··· Source information

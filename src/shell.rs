//! Shell front object.
//!
//! Owns the interpreter, bootstraps the environment from the process,
//! and feeds it one logical command unit at a time from an input source
//! (a `-c` string, a script file, or stdin). Front-end niceties stop at
//! writing PS1/PS2 verbatim; line editing and history live elsewhere.

use std::collections::HashMap;
use std::io::IsTerminal;
use std::path::PathBuf;

use crate::interpreter::control_flow::ControlFlow;
use crate::interpreter::signals;
use crate::interpreter::traps::TrapKey;
use crate::interpreter::Interpreter;
use crate::parser::parse_script;
use crate::parser::types::is_valid_name;

/// Startup configuration: CLI flags plus the hooks a front-end uses to
/// pre-populate state.
#[derive(Default)]
pub struct ShellConfig {
    pub arg0: String,
    pub positionals: Vec<String>,
    pub interactive: Option<bool>,
    pub login: bool,
    /// `-o name` and short-flag options to enable at startup.
    pub options: Vec<String>,
    /// Pre-seeded variables (override inherited environment).
    pub variables: HashMap<String, String>,
    /// Pre-seeded aliases.
    pub aliases: HashMap<String, String>,
}

pub enum InputSource {
    Command(String),
    File(PathBuf),
    Stdin,
}

pub struct Shell {
    pub interp: Interpreter,
    login: bool,
    exit_trap_ran: bool,
}

impl Shell {
    pub fn new(config: ShellConfig) -> Self {
        let mut interp = Interpreter::new();

        // Inherit the process environment as exported variables.
        for (key, value) in std::env::vars() {
            if !is_valid_name(&key) {
                continue;
            }
            let _ = interp.env.set_scalar(&key, value);
            let _ = interp.env.modify_attrs(&key, |a| a.exported = true);
        }

        let defaults: &[(&str, &str)] = &[
            ("IFS", " \t\n"),
            ("PS1", "marsh$ "),
            ("PS2", "> "),
            ("PS4", "+ "),
            ("OPTIND", "1"),
        ];
        for (key, value) in defaults {
            if interp.env.get_scalar(key).is_none() {
                let _ = interp.env.set_scalar(key, *value);
            }
        }
        if interp.env.get_scalar("PATH").is_none() {
            let _ = interp.env.set_scalar("PATH", "/usr/local/bin:/usr/bin:/bin");
            let _ = interp.env.modify_attrs("PATH", |a| a.exported = true);
        }
        if let Ok(pwd) = std::env::current_dir() {
            let _ = interp.env.set_scalar("PWD", pwd.to_string_lossy().into_owned());
            let _ = interp.env.modify_attrs("PWD", |a| a.exported = true);
        }
        if let Ok(hostname) = nix::unistd::gethostname() {
            let _ = interp
                .env
                .set_scalar("HOSTNAME", hostname.to_string_lossy().into_owned());
        }

        // SHLVL counts nested shells.
        let shlvl: i64 = interp
            .env
            .get_scalar("SHLVL")
            .and_then(|s| s.parse().ok())
            .unwrap_or(0);
        let _ = interp.env.set_scalar("SHLVL", (shlvl + 1).to_string());
        let _ = interp.env.modify_attrs("SHLVL", |a| a.exported = true);

        for (key, value) in &config.variables {
            let _ = interp.env.set_scalar(key, value.clone());
        }
        for (name, replacement) in &config.aliases {
            interp.env.aliases.define(name, replacement);
        }

        interp.env.arg0 = if config.arg0.is_empty() {
            "marsh".to_string()
        } else {
            config.arg0.clone()
        };
        interp.env.set_positionals(config.positionals.clone());

        let interactive = config
            .interactive
            .unwrap_or_else(|| std::io::stdin().is_terminal());
        interp.interactive = interactive;
        interp.env.options.interactive = interactive;
        if interactive {
            interp.env.options.monitor = true;
            interp.env.options.expand_aliases = true;
        }
        for option in &config.options {
            if option.len() == 1 {
                let flag = option.chars().next().unwrap_or(' ');
                if let Err(e) = interp.env.options.set_by_flag(flag, true) {
                    eprintln!("marsh: {}", e);
                }
            } else if let Err(e) = interp.env.options.set_by_name(option, true) {
                eprintln!("marsh: {}", e);
            }
        }

        signals::install_shell_handlers(interactive);

        Self { interp, login: config.login, exit_trap_ran: false }
    }

    /// Run to completion, returning the shell's exit status.
    pub fn run(&mut self, source: InputSource) -> i32 {
        let status = match source {
            InputSource::Command(text) => self.run_unit_to_end(&text),
            InputSource::File(path) => match std::fs::read_to_string(&path) {
                Ok(text) => self.run_unit_to_end(&text),
                Err(e) => {
                    eprintln!("marsh: {}: {}", path.display(), e);
                    127
                }
            },
            InputSource::Stdin => {
                if self.interp.interactive {
                    if self.login {
                        self.source_profile_files();
                    }
                    self.source_env_file();
                    self.run_interactive()
                } else {
                    self.run_stdin_units()
                }
            }
        };
        self.finalize(status)
    }

    /// Execute one complete source text (a `-c` string or script file).
    fn run_unit_to_end(&mut self, text: &str) -> i32 {
        match self.execute_unit(text) {
            UnitResult::Status(s) | UnitResult::Exit(s) => s,
            UnitResult::NeedsMore => {
                eprintln!("marsh: syntax error: unexpected end of file");
                2
            }
        }
    }

    /// Interactive loop: prompt, gather one logical unit (PS2 for
    /// continuations), execute, report job state changes.
    fn run_interactive(&mut self) -> i32 {
        let mut status = 0;
        loop {
            self.interp.safe_point();
            for line in self.interp.jobs.take_notifications() {
                eprintln!("{}", line);
            }

            let ps1 = self.interp.env.get_scalar("PS1").unwrap_or_default();
            eprint!("{}", ps1);
            let mut unit = match read_raw_line() {
                Some(line) => line,
                None => {
                    if self.interp.env.options.ignoreeof {
                        eprintln!("marsh: use `exit' to leave the shell");
                        continue;
                    }
                    break;
                }
            };
            if signals::take_interrupt() {
                status = 130;
                continue;
            }

            loop {
                match self.execute_unit(&unit) {
                    UnitResult::Status(s) => {
                        status = s;
                        break;
                    }
                    UnitResult::Exit(s) => return s,
                    UnitResult::NeedsMore => {
                        let ps2 = self.interp.env.get_scalar("PS2").unwrap_or_default();
                        eprint!("{}", ps2);
                        match read_raw_line() {
                            Some(more) => {
                                unit.push('\n');
                                unit.push_str(&more);
                            }
                            None => {
                                eprintln!("marsh: syntax error: unexpected end of file");
                                status = 2;
                                break;
                            }
                        }
                    }
                }
            }
        }
        status
    }

    /// Non-interactive stdin: accumulate units line by line so builtins
    /// reading stdin still see the rest of the stream.
    fn run_stdin_units(&mut self) -> i32 {
        let mut status = 0;
        loop {
            let mut unit = match read_raw_line() {
                Some(line) => line,
                None => break,
            };
            if unit.trim().is_empty() {
                continue;
            }
            loop {
                match self.execute_unit(&unit) {
                    UnitResult::Status(s) => {
                        status = s;
                        break;
                    }
                    UnitResult::Exit(s) => return s,
                    UnitResult::NeedsMore => match read_raw_line() {
                        Some(more) => {
                            unit.push('\n');
                            unit.push_str(&more);
                        }
                        None => {
                            eprintln!("marsh: syntax error: unexpected end of file");
                            return 2;
                        }
                    },
                }
            }
        }
        status
    }

    fn execute_unit(&mut self, source: &str) -> UnitResult {
        let aliases = if self.interp.env.options.expand_aliases {
            Some(self.interp.env.aliases.clone())
        } else {
            None
        };
        let script = match parse_script(source, aliases.as_ref()) {
            Ok(s) => s,
            Err(e) if e.needs_more_input => return UnitResult::NeedsMore,
            Err(e) => {
                eprintln!("marsh: {}", e);
                self.interp.env.last_status = 2;
                return UnitResult::Status(2);
            }
        };
        if self.interp.env.options.verbose {
            eprintln!("{}", source);
        }
        if self.interp.env.options.noexec {
            return UnitResult::Status(0);
        }
        match self.interp.run_script(&script) {
            Ok(out) => match out.flow {
                ControlFlow::Exit => UnitResult::Exit(out.status),
                // break/continue/return that escaped to the top level are
                // absorbed here.
                _ => UnitResult::Status(out.status),
            },
            Err(e) => {
                let out = self.interp.report(e);
                if out.flow == ControlFlow::Exit {
                    UnitResult::Exit(out.status)
                } else {
                    UnitResult::Status(out.status)
                }
            }
        }
    }

    /// Login shells read the profile files first.
    fn source_profile_files(&mut self) {
        let mut files = vec!["/etc/profile".to_string()];
        if let Some(home) = self.interp.env.get_scalar("HOME") {
            files.push(format!("{}/.profile", home));
        }
        for file in files {
            if let Ok(text) = std::fs::read_to_string(&file) {
                let _ = self.interp.run_string(&text);
            }
        }
    }

    /// `$ENV` is sourced at interactive startup.
    fn source_env_file(&mut self) {
        if let Some(env_file) = self.interp.env.get_scalar("ENV") {
            if !env_file.is_empty() {
                if let Ok(text) = std::fs::read_to_string(&env_file) {
                    let _ = self.interp.run_string(&text);
                }
            }
        }
    }

    /// Run the EXIT trap (once) and settle the final status.
    pub fn finalize(&mut self, status: i32) -> i32 {
        if !self.exit_trap_ran {
            self.exit_trap_ran = true;
            self.interp.env.last_status = status;
            self.interp.run_trap(TrapKey::Exit);
        }
        status
    }
}

enum UnitResult {
    Status(i32),
    Exit(i32),
    NeedsMore,
}

/// Read one line from fd 0 byte-at-a-time, so builtins that read stdin
/// afterwards see the remaining bytes. None on EOF with nothing read.
fn read_raw_line() -> Option<String> {
    let mut bytes: Vec<u8> = Vec::new();
    loop {
        let mut byte = [0u8; 1];
        match nix::unistd::read(0, &mut byte) {
            Ok(0) => {
                if bytes.is_empty() {
                    return None;
                }
                break;
            }
            Ok(_) => {
                if byte[0] == b'\n' {
                    break;
                }
                bytes.push(byte[0]);
            }
            Err(nix::errno::Errno::EINTR) => continue,
            Err(_) => {
                if bytes.is_empty() {
                    return None;
                }
                break;
            }
        }
    }
    Some(String::from_utf8_lossy(&bytes).into_owned())
}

······

Exercise: Copy the lines above that hold the word "NeedsMore".

Your response:
            UnitResult::NeedsMore => {
                    UnitResult::NeedsMore => {
                    UnitResult::NeedsMore => match read_raw_line() {
            Err(e) if e.needs_more_input => return UnitResult::NeedsMore,
    NeedsMore,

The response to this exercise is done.